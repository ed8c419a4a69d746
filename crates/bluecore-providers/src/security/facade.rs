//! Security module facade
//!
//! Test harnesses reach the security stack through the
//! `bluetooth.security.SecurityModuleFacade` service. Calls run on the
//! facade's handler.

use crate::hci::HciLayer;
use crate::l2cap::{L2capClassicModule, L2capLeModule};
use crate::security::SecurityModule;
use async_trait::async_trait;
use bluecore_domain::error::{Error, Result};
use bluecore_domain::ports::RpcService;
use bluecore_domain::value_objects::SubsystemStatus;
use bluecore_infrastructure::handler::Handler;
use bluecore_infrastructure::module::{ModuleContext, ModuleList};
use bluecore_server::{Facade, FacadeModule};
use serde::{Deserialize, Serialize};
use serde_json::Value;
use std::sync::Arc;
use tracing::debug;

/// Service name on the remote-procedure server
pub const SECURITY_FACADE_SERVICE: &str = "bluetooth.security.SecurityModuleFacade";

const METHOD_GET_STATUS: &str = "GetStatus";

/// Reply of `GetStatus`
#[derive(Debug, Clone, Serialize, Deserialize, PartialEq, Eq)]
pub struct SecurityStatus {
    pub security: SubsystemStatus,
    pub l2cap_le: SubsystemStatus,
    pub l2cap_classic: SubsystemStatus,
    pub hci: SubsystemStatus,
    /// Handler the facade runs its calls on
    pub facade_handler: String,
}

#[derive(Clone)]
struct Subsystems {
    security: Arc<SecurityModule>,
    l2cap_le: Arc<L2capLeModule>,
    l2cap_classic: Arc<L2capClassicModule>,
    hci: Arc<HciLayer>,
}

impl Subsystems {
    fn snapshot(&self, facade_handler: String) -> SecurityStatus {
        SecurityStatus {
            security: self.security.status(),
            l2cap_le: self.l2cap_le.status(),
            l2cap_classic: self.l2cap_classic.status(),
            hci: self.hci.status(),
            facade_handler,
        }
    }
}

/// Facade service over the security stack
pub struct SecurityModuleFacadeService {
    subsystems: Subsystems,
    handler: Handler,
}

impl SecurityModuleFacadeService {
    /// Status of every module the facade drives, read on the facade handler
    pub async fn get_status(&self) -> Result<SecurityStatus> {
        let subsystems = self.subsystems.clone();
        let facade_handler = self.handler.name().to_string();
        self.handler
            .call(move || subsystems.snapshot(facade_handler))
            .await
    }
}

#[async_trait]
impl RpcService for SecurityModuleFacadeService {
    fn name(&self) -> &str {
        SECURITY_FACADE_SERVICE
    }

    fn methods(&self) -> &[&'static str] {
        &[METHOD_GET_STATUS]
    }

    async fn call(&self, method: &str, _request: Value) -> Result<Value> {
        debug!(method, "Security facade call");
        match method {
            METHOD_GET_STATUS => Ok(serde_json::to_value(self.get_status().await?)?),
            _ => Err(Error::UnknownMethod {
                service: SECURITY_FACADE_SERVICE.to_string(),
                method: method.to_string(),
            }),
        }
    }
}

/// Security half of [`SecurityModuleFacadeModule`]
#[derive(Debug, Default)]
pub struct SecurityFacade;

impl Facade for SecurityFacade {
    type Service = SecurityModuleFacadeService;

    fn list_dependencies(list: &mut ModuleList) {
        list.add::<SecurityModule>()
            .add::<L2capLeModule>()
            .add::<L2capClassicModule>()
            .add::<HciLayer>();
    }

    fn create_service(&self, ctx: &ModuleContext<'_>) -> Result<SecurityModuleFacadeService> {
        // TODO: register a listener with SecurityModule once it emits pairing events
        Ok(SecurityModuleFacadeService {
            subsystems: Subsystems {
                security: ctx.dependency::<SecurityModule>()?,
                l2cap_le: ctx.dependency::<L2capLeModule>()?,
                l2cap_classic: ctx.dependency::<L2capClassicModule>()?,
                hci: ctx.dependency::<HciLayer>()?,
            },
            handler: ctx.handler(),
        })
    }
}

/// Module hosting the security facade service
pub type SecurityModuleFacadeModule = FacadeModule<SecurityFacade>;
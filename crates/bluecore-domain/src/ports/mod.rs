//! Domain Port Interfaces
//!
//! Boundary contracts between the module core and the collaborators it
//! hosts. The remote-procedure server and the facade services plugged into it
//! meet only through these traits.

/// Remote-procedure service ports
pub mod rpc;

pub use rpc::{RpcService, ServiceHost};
---
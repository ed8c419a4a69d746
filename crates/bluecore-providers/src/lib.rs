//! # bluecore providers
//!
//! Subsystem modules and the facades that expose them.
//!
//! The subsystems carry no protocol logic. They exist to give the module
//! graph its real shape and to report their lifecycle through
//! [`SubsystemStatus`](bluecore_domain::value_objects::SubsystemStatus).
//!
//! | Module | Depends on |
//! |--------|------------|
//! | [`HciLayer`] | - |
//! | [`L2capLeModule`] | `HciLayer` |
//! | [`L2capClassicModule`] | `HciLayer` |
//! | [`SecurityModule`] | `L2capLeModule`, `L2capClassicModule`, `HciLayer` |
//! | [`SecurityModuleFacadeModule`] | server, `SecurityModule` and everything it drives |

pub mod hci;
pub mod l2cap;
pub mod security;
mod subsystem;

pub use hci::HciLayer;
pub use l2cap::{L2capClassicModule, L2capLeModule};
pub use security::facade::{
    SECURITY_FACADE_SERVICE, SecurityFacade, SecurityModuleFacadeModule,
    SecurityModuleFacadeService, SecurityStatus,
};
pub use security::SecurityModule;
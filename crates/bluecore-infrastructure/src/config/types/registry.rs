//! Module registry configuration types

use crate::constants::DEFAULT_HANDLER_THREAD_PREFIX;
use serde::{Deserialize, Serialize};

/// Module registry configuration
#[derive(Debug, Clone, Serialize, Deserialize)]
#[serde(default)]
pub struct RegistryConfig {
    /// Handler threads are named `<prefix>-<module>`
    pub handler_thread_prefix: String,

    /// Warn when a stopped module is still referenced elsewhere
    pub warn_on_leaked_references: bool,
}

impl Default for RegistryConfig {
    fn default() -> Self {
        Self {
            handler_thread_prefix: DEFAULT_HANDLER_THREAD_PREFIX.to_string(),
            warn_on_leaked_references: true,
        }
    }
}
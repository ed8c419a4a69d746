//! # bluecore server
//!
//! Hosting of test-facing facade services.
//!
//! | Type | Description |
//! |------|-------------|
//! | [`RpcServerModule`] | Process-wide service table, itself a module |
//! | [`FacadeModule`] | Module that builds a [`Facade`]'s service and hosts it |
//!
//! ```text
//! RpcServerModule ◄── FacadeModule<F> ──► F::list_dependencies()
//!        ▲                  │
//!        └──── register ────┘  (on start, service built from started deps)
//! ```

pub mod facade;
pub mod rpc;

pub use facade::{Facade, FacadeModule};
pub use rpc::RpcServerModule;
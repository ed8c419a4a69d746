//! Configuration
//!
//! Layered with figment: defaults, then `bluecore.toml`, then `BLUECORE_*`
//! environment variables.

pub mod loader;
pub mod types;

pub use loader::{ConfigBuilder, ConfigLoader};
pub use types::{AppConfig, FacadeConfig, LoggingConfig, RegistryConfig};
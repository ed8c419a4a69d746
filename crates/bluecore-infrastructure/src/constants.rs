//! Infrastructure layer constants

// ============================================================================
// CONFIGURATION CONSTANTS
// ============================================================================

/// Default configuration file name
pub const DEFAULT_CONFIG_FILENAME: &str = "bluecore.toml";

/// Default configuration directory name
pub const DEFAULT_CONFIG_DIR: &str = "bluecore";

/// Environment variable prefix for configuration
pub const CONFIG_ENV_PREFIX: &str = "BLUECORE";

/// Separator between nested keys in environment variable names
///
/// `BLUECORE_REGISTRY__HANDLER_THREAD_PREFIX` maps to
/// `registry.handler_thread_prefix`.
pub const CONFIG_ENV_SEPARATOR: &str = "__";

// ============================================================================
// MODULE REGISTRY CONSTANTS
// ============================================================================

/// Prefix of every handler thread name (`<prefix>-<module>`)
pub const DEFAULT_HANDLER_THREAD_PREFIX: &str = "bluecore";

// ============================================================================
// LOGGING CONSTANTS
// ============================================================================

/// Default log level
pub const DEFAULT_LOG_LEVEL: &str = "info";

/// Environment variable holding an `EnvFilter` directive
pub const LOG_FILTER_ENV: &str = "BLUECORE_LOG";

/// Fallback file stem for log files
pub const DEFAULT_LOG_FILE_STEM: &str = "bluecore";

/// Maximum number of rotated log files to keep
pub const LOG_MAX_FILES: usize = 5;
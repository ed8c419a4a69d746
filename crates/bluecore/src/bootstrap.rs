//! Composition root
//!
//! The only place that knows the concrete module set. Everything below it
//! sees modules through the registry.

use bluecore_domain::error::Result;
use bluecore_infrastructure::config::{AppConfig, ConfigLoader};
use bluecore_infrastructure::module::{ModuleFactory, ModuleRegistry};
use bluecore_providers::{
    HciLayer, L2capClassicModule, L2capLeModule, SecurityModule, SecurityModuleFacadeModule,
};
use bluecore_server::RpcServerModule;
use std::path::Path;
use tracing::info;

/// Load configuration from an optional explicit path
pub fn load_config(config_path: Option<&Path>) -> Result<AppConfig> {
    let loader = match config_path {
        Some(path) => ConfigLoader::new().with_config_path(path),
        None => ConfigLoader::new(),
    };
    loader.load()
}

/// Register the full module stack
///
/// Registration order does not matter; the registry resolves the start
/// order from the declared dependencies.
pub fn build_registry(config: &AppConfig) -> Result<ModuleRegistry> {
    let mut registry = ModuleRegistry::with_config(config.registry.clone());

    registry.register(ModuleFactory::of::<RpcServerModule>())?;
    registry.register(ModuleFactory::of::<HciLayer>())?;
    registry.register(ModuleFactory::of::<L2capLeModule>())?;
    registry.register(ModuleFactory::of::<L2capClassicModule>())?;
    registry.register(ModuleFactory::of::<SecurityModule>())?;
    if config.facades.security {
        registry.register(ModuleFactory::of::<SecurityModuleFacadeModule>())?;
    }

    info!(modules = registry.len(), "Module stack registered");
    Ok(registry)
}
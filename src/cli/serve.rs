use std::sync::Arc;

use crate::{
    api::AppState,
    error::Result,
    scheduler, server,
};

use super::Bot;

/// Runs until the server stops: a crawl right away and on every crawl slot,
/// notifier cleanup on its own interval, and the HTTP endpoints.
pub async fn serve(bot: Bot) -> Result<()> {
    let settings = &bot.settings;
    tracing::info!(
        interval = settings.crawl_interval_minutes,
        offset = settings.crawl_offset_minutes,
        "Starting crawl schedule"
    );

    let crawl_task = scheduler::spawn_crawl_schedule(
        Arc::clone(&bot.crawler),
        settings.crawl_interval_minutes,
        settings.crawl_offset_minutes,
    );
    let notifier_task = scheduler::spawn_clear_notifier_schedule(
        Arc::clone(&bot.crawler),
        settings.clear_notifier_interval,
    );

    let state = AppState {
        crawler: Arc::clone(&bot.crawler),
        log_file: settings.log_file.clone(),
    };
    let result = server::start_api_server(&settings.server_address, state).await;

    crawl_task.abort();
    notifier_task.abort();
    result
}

Task prompt – Lines with "GetStatus" in the records above: copy every one of them.

Solution to this exercise –
const METHOD_GET_STATUS: &str = "GetStatus";
/// Reply of `GetStatus`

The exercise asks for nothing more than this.